--- Records shown ---

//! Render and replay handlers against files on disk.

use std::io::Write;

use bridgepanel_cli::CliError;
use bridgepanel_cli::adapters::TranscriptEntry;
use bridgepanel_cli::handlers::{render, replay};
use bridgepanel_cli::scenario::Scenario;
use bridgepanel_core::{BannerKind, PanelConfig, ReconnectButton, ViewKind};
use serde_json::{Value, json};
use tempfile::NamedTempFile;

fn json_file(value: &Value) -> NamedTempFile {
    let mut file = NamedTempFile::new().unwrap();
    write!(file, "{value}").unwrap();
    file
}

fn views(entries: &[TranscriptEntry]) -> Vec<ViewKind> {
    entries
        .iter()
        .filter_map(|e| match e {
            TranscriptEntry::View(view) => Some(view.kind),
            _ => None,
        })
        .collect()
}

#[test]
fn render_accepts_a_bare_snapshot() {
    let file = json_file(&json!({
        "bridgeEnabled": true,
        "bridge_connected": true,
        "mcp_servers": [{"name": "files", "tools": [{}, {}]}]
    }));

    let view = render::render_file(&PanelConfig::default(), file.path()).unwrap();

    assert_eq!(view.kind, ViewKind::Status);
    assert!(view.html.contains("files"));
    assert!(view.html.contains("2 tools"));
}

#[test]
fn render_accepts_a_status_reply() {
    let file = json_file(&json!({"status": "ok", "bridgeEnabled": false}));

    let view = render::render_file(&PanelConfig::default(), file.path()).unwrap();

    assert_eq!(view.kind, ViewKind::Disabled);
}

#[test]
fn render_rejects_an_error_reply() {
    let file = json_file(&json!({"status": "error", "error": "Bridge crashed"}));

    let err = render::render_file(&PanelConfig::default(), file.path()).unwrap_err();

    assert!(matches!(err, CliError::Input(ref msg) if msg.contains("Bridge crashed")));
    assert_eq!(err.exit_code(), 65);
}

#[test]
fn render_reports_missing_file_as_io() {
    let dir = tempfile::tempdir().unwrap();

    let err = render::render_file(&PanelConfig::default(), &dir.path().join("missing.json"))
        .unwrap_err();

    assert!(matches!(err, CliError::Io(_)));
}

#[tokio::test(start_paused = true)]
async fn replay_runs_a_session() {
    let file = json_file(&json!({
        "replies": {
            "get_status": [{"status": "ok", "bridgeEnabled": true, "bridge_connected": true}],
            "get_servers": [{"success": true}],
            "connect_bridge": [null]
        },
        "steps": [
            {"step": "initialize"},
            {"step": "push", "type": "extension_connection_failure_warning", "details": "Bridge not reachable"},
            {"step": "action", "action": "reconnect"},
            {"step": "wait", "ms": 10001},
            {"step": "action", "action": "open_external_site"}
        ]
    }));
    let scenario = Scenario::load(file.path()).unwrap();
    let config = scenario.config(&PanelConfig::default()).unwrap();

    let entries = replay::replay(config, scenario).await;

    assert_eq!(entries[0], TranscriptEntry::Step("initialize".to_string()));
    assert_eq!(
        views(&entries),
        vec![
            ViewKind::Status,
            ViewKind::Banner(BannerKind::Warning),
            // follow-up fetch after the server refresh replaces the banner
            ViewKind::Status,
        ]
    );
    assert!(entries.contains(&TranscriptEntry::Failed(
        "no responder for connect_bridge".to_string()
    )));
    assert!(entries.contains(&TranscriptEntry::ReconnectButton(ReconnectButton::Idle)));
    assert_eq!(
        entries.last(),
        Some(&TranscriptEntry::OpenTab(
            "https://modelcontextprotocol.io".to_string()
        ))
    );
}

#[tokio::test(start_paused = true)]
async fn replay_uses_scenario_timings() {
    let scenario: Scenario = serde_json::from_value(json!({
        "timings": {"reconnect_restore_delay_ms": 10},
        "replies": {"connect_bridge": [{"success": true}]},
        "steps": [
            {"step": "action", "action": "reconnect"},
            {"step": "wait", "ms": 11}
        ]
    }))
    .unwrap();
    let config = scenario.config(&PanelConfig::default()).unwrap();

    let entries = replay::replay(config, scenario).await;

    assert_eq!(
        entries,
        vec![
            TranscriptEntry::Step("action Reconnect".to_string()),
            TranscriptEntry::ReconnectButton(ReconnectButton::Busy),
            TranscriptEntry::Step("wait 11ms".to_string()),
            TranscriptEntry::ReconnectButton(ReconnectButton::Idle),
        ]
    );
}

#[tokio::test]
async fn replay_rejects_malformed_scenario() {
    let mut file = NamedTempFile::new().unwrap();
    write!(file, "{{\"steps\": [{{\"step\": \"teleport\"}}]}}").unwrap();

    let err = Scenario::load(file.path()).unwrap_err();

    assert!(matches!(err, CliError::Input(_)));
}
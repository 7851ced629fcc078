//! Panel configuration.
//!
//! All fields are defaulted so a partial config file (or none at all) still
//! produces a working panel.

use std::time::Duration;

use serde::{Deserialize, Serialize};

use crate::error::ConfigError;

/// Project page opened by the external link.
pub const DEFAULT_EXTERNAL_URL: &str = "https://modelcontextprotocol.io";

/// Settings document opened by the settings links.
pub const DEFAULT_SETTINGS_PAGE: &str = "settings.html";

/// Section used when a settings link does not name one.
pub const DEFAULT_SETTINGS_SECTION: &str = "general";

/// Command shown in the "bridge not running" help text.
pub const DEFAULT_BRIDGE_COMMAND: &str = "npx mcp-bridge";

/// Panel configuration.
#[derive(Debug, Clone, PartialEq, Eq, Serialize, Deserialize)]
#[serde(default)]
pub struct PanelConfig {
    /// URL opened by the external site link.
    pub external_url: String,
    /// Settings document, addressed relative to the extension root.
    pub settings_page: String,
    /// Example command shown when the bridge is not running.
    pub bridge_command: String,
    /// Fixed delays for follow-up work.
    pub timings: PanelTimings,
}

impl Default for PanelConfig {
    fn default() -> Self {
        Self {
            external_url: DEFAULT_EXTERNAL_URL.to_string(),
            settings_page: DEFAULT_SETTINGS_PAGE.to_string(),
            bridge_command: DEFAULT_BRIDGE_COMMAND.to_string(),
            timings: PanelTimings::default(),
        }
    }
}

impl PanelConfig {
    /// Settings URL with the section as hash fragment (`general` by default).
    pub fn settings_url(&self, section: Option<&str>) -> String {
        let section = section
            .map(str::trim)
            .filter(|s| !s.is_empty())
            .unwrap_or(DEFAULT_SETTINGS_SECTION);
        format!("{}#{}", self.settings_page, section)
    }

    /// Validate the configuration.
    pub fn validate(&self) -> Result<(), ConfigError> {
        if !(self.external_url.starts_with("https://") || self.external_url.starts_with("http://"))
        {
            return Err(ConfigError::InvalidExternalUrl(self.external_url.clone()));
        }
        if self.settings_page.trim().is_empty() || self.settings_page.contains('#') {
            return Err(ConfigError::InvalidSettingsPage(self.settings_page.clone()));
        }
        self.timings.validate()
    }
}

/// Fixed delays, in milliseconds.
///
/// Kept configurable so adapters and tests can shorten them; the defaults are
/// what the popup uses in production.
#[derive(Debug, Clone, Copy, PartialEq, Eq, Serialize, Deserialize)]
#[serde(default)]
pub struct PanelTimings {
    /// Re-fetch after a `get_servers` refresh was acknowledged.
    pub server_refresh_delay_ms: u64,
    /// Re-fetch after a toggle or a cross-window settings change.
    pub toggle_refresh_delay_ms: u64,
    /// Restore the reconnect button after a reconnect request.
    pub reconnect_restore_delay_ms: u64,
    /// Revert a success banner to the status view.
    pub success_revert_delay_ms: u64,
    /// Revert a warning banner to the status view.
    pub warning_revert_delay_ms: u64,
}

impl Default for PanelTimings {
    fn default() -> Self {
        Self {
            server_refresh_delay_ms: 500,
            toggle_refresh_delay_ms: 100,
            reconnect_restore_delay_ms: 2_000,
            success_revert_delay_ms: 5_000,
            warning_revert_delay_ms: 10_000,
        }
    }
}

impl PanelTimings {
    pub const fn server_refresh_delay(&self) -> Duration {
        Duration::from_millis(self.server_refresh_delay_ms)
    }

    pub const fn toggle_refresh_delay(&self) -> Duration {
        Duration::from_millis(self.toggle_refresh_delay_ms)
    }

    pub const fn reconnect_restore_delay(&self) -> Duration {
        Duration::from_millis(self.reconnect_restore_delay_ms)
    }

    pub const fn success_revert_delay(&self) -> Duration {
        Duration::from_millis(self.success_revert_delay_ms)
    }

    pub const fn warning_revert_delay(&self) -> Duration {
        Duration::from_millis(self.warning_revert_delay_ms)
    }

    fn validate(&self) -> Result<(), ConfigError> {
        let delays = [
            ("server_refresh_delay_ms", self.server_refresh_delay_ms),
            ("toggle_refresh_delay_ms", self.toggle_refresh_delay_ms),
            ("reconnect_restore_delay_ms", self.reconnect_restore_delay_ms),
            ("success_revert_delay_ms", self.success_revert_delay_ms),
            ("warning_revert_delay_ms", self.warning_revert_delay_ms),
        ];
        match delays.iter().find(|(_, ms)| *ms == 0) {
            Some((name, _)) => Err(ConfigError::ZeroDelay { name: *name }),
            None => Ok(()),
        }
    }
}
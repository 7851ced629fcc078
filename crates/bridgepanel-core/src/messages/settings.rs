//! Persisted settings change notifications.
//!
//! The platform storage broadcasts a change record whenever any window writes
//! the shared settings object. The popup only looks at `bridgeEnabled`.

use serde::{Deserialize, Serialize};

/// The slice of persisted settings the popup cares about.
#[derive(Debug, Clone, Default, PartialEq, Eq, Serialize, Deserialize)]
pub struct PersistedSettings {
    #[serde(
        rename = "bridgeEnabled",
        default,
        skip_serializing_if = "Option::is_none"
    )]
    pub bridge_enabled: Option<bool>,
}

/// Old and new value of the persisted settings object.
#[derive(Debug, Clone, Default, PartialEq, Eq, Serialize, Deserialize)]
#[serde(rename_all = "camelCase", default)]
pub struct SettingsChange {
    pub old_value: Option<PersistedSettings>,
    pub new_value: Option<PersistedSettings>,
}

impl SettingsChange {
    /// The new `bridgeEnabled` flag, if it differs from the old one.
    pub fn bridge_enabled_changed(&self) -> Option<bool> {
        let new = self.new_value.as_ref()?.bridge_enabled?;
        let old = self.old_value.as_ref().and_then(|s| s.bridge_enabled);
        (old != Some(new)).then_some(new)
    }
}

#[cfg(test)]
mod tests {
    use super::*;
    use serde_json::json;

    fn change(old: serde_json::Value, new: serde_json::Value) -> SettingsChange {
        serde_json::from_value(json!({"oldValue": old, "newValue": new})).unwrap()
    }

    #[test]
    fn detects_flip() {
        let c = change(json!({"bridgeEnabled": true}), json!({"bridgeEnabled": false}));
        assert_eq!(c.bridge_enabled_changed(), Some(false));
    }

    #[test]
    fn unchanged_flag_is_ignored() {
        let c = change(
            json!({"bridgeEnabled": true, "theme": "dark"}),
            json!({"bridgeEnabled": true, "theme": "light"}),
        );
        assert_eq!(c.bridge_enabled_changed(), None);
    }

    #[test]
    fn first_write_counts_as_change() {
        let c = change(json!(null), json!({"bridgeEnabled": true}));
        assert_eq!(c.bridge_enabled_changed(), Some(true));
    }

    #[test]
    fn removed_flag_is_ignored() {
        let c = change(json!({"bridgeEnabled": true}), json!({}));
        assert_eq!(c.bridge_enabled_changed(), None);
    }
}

---
--- Records shown ---

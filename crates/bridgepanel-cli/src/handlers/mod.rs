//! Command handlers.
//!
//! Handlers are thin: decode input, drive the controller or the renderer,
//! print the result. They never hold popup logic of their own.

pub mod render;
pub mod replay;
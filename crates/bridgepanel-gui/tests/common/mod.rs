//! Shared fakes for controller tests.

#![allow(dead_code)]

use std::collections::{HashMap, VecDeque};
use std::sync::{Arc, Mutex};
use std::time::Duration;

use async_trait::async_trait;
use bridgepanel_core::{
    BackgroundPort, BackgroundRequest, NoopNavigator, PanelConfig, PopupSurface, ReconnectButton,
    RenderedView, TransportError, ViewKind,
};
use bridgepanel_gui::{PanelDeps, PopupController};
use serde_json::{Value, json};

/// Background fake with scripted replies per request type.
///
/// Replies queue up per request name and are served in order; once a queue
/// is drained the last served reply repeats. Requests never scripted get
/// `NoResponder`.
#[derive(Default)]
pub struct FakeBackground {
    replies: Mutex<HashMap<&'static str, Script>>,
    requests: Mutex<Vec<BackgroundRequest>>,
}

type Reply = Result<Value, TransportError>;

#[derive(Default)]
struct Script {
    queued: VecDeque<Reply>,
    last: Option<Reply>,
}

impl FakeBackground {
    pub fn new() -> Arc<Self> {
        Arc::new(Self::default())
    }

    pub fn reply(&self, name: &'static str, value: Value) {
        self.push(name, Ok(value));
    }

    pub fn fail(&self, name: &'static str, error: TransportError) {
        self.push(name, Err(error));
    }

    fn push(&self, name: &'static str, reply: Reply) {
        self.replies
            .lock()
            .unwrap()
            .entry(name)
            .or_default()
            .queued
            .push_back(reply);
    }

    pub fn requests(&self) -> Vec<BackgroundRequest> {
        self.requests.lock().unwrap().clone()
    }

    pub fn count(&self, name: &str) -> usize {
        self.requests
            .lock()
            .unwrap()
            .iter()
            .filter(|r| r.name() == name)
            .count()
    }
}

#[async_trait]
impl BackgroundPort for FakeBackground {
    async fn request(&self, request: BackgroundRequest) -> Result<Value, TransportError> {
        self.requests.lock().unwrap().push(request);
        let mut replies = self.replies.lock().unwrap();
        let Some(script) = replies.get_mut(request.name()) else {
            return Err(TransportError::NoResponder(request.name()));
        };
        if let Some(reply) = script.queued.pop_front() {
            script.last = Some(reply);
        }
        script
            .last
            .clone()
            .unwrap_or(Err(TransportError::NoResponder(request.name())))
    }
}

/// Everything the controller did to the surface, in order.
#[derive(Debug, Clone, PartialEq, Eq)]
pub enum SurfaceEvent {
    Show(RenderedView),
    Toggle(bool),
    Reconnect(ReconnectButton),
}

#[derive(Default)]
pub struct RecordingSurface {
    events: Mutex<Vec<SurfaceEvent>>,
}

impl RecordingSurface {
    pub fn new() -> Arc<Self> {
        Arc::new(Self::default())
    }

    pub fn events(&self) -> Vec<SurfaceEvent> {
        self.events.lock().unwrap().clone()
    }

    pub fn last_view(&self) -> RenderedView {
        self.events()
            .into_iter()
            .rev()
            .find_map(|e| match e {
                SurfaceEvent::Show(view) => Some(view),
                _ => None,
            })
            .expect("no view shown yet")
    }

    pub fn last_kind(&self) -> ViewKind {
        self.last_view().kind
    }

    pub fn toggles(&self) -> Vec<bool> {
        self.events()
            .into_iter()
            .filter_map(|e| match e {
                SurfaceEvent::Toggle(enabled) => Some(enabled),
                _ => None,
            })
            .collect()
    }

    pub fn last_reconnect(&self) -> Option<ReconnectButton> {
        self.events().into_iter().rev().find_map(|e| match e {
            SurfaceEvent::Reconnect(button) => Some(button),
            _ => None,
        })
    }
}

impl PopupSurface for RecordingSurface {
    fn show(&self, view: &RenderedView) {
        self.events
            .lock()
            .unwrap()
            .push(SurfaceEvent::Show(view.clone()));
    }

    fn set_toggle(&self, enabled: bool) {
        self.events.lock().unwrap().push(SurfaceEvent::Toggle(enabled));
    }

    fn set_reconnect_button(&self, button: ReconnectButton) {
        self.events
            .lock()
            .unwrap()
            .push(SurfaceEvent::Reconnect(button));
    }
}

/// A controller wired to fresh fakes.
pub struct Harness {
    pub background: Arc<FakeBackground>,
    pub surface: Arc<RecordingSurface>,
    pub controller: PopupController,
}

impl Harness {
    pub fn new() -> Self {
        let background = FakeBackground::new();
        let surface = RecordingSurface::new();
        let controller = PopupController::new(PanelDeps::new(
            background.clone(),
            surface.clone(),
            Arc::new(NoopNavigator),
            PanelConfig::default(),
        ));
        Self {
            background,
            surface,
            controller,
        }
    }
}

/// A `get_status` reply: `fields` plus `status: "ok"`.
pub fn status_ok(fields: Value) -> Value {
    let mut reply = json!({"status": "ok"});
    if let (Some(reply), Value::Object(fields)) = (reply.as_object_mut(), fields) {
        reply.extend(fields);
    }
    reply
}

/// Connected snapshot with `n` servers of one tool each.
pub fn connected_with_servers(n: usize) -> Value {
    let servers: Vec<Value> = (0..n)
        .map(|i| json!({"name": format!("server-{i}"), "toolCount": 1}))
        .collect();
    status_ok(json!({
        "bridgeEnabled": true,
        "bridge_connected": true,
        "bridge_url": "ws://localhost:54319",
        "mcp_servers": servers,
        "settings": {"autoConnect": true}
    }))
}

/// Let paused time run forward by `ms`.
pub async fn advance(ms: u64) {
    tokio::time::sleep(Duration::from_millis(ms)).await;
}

---
--- Records shown ---

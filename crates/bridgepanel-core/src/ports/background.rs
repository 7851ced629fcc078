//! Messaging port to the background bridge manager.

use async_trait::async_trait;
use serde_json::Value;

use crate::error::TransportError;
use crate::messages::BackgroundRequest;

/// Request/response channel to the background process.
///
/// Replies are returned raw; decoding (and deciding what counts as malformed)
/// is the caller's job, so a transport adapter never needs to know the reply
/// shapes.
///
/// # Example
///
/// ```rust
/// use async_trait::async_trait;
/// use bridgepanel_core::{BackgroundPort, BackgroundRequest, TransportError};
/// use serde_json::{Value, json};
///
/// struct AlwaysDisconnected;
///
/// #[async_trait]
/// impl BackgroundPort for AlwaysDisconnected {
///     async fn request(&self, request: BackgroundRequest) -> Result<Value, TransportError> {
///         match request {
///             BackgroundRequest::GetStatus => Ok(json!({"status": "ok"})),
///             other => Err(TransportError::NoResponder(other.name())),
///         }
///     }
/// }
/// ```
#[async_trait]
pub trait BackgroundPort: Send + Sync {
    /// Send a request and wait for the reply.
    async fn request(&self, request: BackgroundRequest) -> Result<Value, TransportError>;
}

---

• [What is expected]: Return all lines in the data that include the word "after".

• [Response to this task]:
            // follow-up fetch after the server refresh replaces the banner
    /// Re-fetch after a `get_servers` refresh was acknowledged.
    /// Re-fetch after a toggle or a cross-window settings change.
    /// Restore the reconnect button after a reconnect request.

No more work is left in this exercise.